WHAT IS NEEDED => Check which lines of the entries that follow hold "colored", then give the number of those lines and nothing more.

§ §

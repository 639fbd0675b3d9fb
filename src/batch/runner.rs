//! # 批量执行器
//!
//! 顺序或并行执行逐文件任务，遇到第一个错误即中止。
//!
//! ## 功能
//! - `jobs == 1`：严格按文件顺序执行，失败文件之后的文件不会被处理
//! - `jobs != 1`：基于 rayon 的并行迭代，返回遇到的第一个错误并停止派发
//! - 进度条显示
//!
//! ## 依赖关系
//! - 被 `rewriter/rewrite.rs` 调用
//! - 使用 `utils/progress.rs` 创建进度条
//! - 使用 `rayon` 进行并行计算

use crate::error::{Result, VendorfixError};
use crate::utils::progress;

use indicatif::ProgressBar;
use rayon::prelude::*;
use std::path::{Path, PathBuf};

/// 批量执行器
pub struct BatchRunner {
    /// 并行作业数
    jobs: usize,
    /// 是否显示进度条
    show_progress: bool,
}

impl BatchRunner {
    /// 创建新的批量执行器（0 = 每个 CPU 一个线程）
    pub fn new(jobs: usize) -> Self {
        let jobs = if jobs == 0 { num_cpus::get() } else { jobs };
        Self {
            jobs,
            show_progress: true,
        }
    }

    /// 设置是否显示进度条
    pub fn with_progress(mut self, show: bool) -> Self {
        self.show_progress = show;
        self
    }

    pub fn jobs(&self) -> usize {
        self.jobs
    }

    /// 处理文件列表，返回与输入顺序一致的结果
    pub fn try_run<T, F>(&self, files: &[PathBuf], processor: F) -> Result<Vec<T>>
    where
        T: Send,
        F: Fn(&Path) -> Result<T> + Sync + Send,
    {
        let pb = if self.show_progress {
            progress::create_progress_bar(files.len() as u64, "Processing")
        } else {
            ProgressBar::hidden()
        };

        let results = if self.jobs <= 1 {
            files
                .iter()
                .map(|file| {
                    let result = processor(file.as_path());
                    pb.inc(1);
                    result
                })
                .collect::<Result<Vec<T>>>()
        } else {
            // 配置 rayon 线程池
            let pool = rayon::ThreadPoolBuilder::new()
                .num_threads(self.jobs)
                .build()
                .map_err(|e| {
                    VendorfixError::InvalidArgument(format!("Failed to build thread pool: {}", e))
                })?;

            pool.install(|| {
                files
                    .par_iter()
                    .map(|file| {
                        let result = processor(file.as_path());
                        pb.inc(1);
                        result
                    })
                    .collect::<Result<Vec<T>>>()
            })
        };

        pb.finish_and_clear();
        results
    }
}
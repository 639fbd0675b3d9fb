//! # 批量文本改写核心模块
//!
//! 对一组文件做只读探测 (scan) 或基于正则的 import 改写 (rewrite)。
//!
//! ## 功能
//! - `ContentProbe`: 子串探测，判断文件是否需要关注
//! - `ImportRule`: import 路径补全扩展名的替换规则
//! - `scan`: 惰性扫描，逐个产出命中的文件路径
//! - `rewrite_all`: 逐文件读取、替换、写回
//!
//! ## 依赖关系
//! - 被 `commands/` 调用
//! - 使用 `batch/` 执行批量任务
//! - 使用 `regex`

pub mod probe;
pub mod rewrite;
pub mod rule;
pub mod scan;

pub use probe::ContentProbe;
pub use rewrite::{rewrite_all, FileOutcome, RewriteSummary, WritePolicy};
pub use rule::ImportRule;
pub use scan::scan;
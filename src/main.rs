//! # vendorfix - 第三方 JavaScript 源码维护工具
//!
//! 针对 vendored 的第三方库（默认 `src/lib/third_party/vexflow`）
//! 一次性运行的两个维护操作，统一成单一可执行文件。
//!
//! ## 子命令
//! - `scan`    - 列出内容包含探测子串的文件（只读）
//! - `rewrite` - 补全 import 语句中模块路径的扩展名（原地写回）
//!
//! ## 依赖关系
//! ```text
//! main.rs
//!   ├── cli/        (命令行参数定义)
//!   ├── commands/   (命令执行逻辑)
//!   │     ├── batch/     (文件收集与批量执行)
//!   │     └── rewriter/  (探测、改写规则)
//!   ├── utils/      (工具函数)
//!   └── error.rs    (错误处理)
//! ```

mod batch;
mod cli;
mod commands;
mod error;
mod rewriter;
mod utils;

use clap::Parser;
use cli::Cli;
use std::error::Error;

fn main() {
    // Initialize colored output for Windows compatibility
    #[cfg(windows)]
    colored::control::set_virtual_terminal(true).ok();

    let cli = Cli::parse();

    if let Err(e) = commands::run(cli.command) {
        utils::output::print_error(&format_error(&e));
        std::process::exit(1);
    }
}

/// 展开错误链，I/O 错误的具体原因放在 source 中
fn format_error(e: &error::VendorfixError) -> String {
    let mut msg = e.to_string();
    let mut source = e.source();
    while let Some(cause) = source {
        msg.push_str(&format!("\nCaused by: {}", cause));
        source = cause.source();
    }
    msg
}
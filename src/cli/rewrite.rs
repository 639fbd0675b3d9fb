//! # rewrite 子命令 CLI 定义
//!
//! 补全 `import { ... } from '<path>';` 中模块路径的扩展名
//!
//! ## 依赖关系
//! - 被 `cli/mod.rs` 使用
//! - 参数传递给 `commands/rewrite.rs`

use super::SelectionArgs;
use crate::rewriter::rule::{DEFAULT_CLOSING, DEFAULT_SUFFIX};
use clap::Args;

/// rewrite 子命令参数
#[derive(Args, Debug)]
pub struct RewriteArgs {
    #[command(flatten)]
    pub selection: SelectionArgs,

    /// Extension every imported module path must end with
    #[arg(long, default_value = DEFAULT_SUFFIX)]
    pub suffix: String,

    /// Text appended after the suffix when a path is fixed
    #[arg(long, default_value = DEFAULT_CLOSING)]
    pub closing: String,

    /// Number of parallel jobs (1 = sequential, 0 = auto)
    #[arg(short, long, default_value_t = 1)]
    pub jobs: usize,

    /// Do not write files whose content did not change
    #[arg(long, default_value_t = false)]
    pub skip_unchanged: bool,

    /// Report files that would change without writing anything
    #[arg(long, default_value_t = false, conflicts_with = "skip_unchanged")]
    pub dry_run: bool,
}
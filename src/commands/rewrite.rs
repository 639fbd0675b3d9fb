//! # rewrite 命令实现
//!
//! 补全 import 路径的扩展名并原地写回。
//!
//! ## 功能
//! - 收集匹配模式的文件
//! - 顺序（默认）或并行改写
//! - 支持跳过无变化写回与 dry-run
//! - 输出每个改动文件和汇总统计
//!
//! ## 依赖关系
//! - 使用 `cli/rewrite.rs` 定义的参数
//! - 使用 `batch/`, `rewriter/`
//! - 使用 `utils/output.rs`

use crate::batch::BatchRunner;
use crate::cli::rewrite::RewriteArgs;
use crate::error::Result;
use crate::rewriter::{self, FileOutcome, ImportRule, RewriteSummary, WritePolicy};
use crate::utils::output;

/// 执行 rewrite 命令
pub fn execute(args: RewriteArgs) -> Result<()> {
    let rule = ImportRule::new(&args.suffix, &args.closing)?;
    output::print_header(&format!("Rewriting imports to end with '{}'", rule.suffix()));

    let policy = write_policy(&args);
    let files = super::collect_files(&args.selection)?;

    if files.is_empty() {
        output::print_warning(&format!(
            "No files matched '{}' under {}",
            args.selection.pattern,
            args.selection.input.display()
        ));
        return Ok(());
    }

    let runner = BatchRunner::new(args.jobs);
    output::print_info(&format!(
        "Found {} files, using {} worker(s)",
        files.len(),
        runner.jobs()
    ));
    if policy == WritePolicy::DryRun {
        output::print_info("Dry run: no files will be written");
    }

    let reports = rewriter::rewrite_all(&files, &rule, policy, &runner)?;

    for report in &reports {
        let path = report.path.display().to_string();
        match report.outcome {
            FileOutcome::Rewritten { fixed } => {
                output::print_rewrite(&path, &format!("{} import(s) fixed", fixed));
            }
            FileOutcome::WouldChange { fixed } => {
                output::print_skip(&format!("{} ({} import(s) to fix)", path, fixed));
            }
            FileOutcome::Unchanged { .. } => {}
        }
    }

    let summary = RewriteSummary::from_reports(&reports);
    output::print_separator();

    if policy == WritePolicy::DryRun {
        output::print_success(&format!(
            "Dry run complete: {} of {} files would change ({} imports)",
            summary.would_change,
            summary.total(),
            summary.fixed_imports
        ));
    } else {
        output::print_success(&format!(
            "Rewrite complete: {} rewritten, {} unchanged ({} imports fixed, {} files written)",
            summary.rewritten, summary.unchanged, summary.fixed_imports, summary.written
        ));
    }

    Ok(())
}

fn write_policy(args: &RewriteArgs) -> WritePolicy {
    if args.dry_run {
        WritePolicy::DryRun
    } else if args.skip_unchanged {
        WritePolicy::SkipUnchanged
    } else {
        WritePolicy::Always
    }
}
//! # 内容探测
//!
//! 只读判断文件内容是否包含某个子串。

use crate::error::{Result, VendorfixError};

/// 默认探测子串
pub const DEFAULT_PROBE: &str = "import { Font }";

/// 子串探测器
#[derive(Debug, Clone)]
pub struct ContentProbe {
    needle: String,
}

impl ContentProbe {
    /// 创建探测器，空子串会匹配所有文件，视为参数错误
    pub fn new(needle: &str) -> Result<Self> {
        if needle.is_empty() {
            return Err(VendorfixError::InvalidArgument(
                "probe must not be empty".to_string(),
            ));
        }
        Ok(Self {
            needle: needle.to_string(),
        })
    }

    pub fn needle(&self) -> &str {
        &self.needle
    }

    /// 内容是否命中
    pub fn matches(&self, content: &str) -> bool {
        content.contains(&self.needle)
    }
}
//! # 批量处理模块
//!
//! 提供统一的文件批量处理能力。
//!
//! ## 功能
//! - 自动检测输入类型（文件/目录）
//! - 收集匹配文件列表
//! - 顺序或并行处理，首个错误即中止
//! - 进度反馈
//!
//! ## 依赖关系
//! - 被 `commands/`, `rewriter/` 使用
//! - 使用 `rayon` 进行并行处理
//! - 使用 `indicatif` 显示进度

pub mod collector;
pub mod runner;

pub use collector::FileCollector;
pub use runner::BatchRunner;
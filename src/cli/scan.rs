//! # scan 子命令 CLI 定义
//!
//! 列出内容包含探测子串的文件
//!
//! ## 依赖关系
//! - 被 `cli/mod.rs` 使用
//! - 参数传递给 `commands/scan.rs`

use super::SelectionArgs;
use crate::rewriter::probe::DEFAULT_PROBE;
use clap::Args;

/// scan 子命令参数
#[derive(Args, Debug)]
pub struct ScanArgs {
    #[command(flatten)]
    pub selection: SelectionArgs,

    /// Substring a file must contain to be listed
    #[arg(long, default_value = DEFAULT_PROBE)]
    pub probe: String,
}
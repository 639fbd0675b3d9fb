//! # CLI 模块
//!
//! 使用 `clap` 定义命令行参数和子命令。
//!
//! ## 命令结构
//! - `scan`: 列出内容包含探测子串的文件（只读）
//! - `rewrite`: 补全 import 路径的扩展名（原地写回）
//!
//! 两个命令相互独立，典型用法是先 `scan` 检查，再 `rewrite`。
//! 不带任何参数运行时，使用 vexflow 目录的默认值。
//!
//! ## 依赖关系
//! - 被 `main.rs` 使用
//! - 子模块: scan, rewrite

pub mod rewrite;
pub mod scan;

use clap::{Args, Parser, Subcommand};
use std::path::PathBuf;

/// 默认处理目录
pub const DEFAULT_INPUT: &str = "src/lib/third_party/vexflow";

/// 默认文件名模式
pub const DEFAULT_PATTERN: &str = "*.js";

/// vendorfix - 第三方 JavaScript 源码一次性维护工具
#[derive(Parser)]
#[command(name = "vendorfix")]
#[command(author = "Changjiang Wu")]
#[command(version)]
#[command(about = "One-off maintenance for vendored JavaScript sources", long_about = None)]
#[command(propagate_version = true)]
pub struct Cli {
    #[command(subcommand)]
    pub command: Commands,
}

/// 可用的子命令
#[derive(Subcommand)]
pub enum Commands {
    /// List files whose content contains a probe string
    Scan(scan::ScanArgs),

    /// Rewrite named imports so module paths end with an explicit extension
    Rewrite(rewrite::RewriteArgs),
}

/// 文件选择参数（两个子命令共用）
#[derive(Args, Debug, Clone)]
pub struct SelectionArgs {
    /// Directory (or single file) to process
    #[arg(short, long, default_value = DEFAULT_INPUT)]
    pub input: PathBuf,

    /// Glob pattern for file names (comma-separated for several)
    #[arg(short, long, default_value = DEFAULT_PATTERN)]
    pub pattern: String,

    /// Recurse into subdirectories
    #[arg(short, long, default_value_t = false)]
    pub recursive: bool,
}
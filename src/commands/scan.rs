//! # scan 命令实现
//!
//! 只读扫描文件，逐行输出内容包含探测子串的路径。
//!
//! ## 功能
//! - 收集匹配模式的文件
//! - 路径写到 stdout（每行一个），统计信息写到 stderr
//! - 任一文件读取失败或 stdout 写入失败即中止，不输出完成统计
//!
//! ## 依赖关系
//! - 使用 `cli/scan.rs` 定义的参数
//! - 使用 `rewriter/scan.rs`, `utils/output.rs`

use crate::cli::scan::ScanArgs;
use crate::error::{Result, VendorfixError};
use crate::rewriter::{self, ContentProbe};
use crate::utils::output;

use std::io::{self, Write};
use std::path::{Path, PathBuf};

/// 执行 scan 命令
pub fn execute(args: ScanArgs) -> Result<()> {
    output::print_header(&format!("Scanning for '{}'", args.probe));

    let probe = ContentProbe::new(&args.probe)?;
    let files = super::collect_files(&args.selection)?;

    if files.is_empty() {
        output::print_warning(&format!(
            "No files matched '{}' under {}",
            args.selection.pattern,
            args.selection.input.display()
        ));
        return Ok(());
    }

    output::print_info(&format!("Checking {} files", files.len()));

    let total = files.len();
    let stdout = io::stdout();
    let matched = write_matches(&mut stdout.lock(), files, &probe)?;

    output::print_done(&format!(
        "{} of {} files contain '{}'",
        matched,
        total,
        probe.needle()
    ));

    Ok(())
}

/// 逐行写出命中的路径，返回命中数量
///
/// 输出失败（例如管道另一端已关闭）视为写入错误，不会报告部分结果为成功。
fn write_matches<W: Write>(
    out: &mut W,
    files: Vec<PathBuf>,
    probe: &ContentProbe,
) -> Result<usize> {
    let mut matched = 0;

    for path in rewriter::scan(files, probe) {
        let path = path?;
        writeln!(out, "{}", path.display())
            .and_then(|_| out.flush())
            .map_err(|e| VendorfixError::write(Path::new("<stdout>"), e))?;
        matched += 1;
    }

    Ok(matched)
}
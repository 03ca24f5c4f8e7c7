//! Shared input plumbing: normalized events, click targets, and the
//! pixel-to-cell coordinate conversion used by the mouse handler.

use ratzilla::ratatui::layout::Rect;

/// Input events normalized from keyboard, mouse, and touch sources.
#[derive(Debug, Clone, PartialEq)]
pub enum InputEvent {
    /// A key press.
    Key(char),
    /// A click/tap on a registered target, identified by its action ID
    /// (see `game::actions`).
    Click(u16),
}

/// A screen region that triggers an action when tapped.
#[derive(Debug, Clone)]
pub struct ClickTarget {
    /// Hit region in terminal cell coordinates.
    pub rect: Rect,
    pub action_id: u16,
}

/// Shared between the render loop (which registers targets every frame)
/// and the mouse handler (which hit-tests against them).
pub struct ClickState {
    pub targets: Vec<ClickTarget>,
    pub terminal_cols: u16,
    pub terminal_rows: u16,
}

impl ClickState {
    pub fn new() -> Self {
        Self {
            targets: Vec::new(),
            terminal_cols: 0,
            terminal_rows: 0,
        }
    }

    pub fn clear_targets(&mut self) {
        self.targets.clear();
    }

    pub fn add_click_target(&mut self, rect: Rect, action_id: u16) {
        self.targets.push(ClickTarget { rect, action_id });
    }

    /// Register a full-width target on one row of `area`.
    pub fn add_row_target(&mut self, area: Rect, row: u16, action_id: u16) {
        if row >= area.y && row < area.y + area.height {
            self.targets.push(ClickTarget {
                rect: Rect::new(area.x, row, area.width, 1),
                action_id,
            });
        }
    }

    /// Hit-test a terminal cell against all registered targets. When targets
    /// overlap the last registered one wins, matching UI layering where
    /// later-drawn elements sit on top.
    pub fn hit_test(&self, col: u16, row: u16) -> Option<u16> {
        self.targets.iter().rev().find_map(|t| {
            let r = &t.rect;
            if col >= r.x && col < r.x + r.width && row >= r.y && row < r.y + r.height {
                Some(t.action_id)
            } else {
                None
            }
        })
    }
}

/// Whether a screen width (in columns) should use the stacked narrow layout.
pub fn is_narrow_layout(width: u16) -> bool {
    width < 60
}

/// Convert a pixel Y coordinate (relative to the grid container's top edge)
/// to a terminal row. `None` when the click is outside the container.
pub fn pixel_y_to_row(click_y: f64, grid_height: f64, terminal_rows: u16) -> Option<u16> {
    if grid_height <= 0.0 || terminal_rows == 0 || click_y < 0.0 {
        return None;
    }
    let cell_height = grid_height / terminal_rows as f64;
    let row = (click_y / cell_height) as u16;
    if row >= terminal_rows {
        return None;
    }
    Some(row)
}

/// Convert a pixel X coordinate to a terminal column.
pub fn pixel_x_to_col(click_x: f64, grid_width: f64, terminal_cols: u16) -> Option<u16> {
    if grid_width <= 0.0 || terminal_cols == 0 || click_x < 0.0 {
        return None;
    }
    let cell_width = grid_width / terminal_cols as f64;
    let col = (click_x / cell_width) as u16;
    if col >= terminal_cols {
        None
    } else {
        Some(col)
    }
}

§ §

ANSWER TO THIS TASK => 2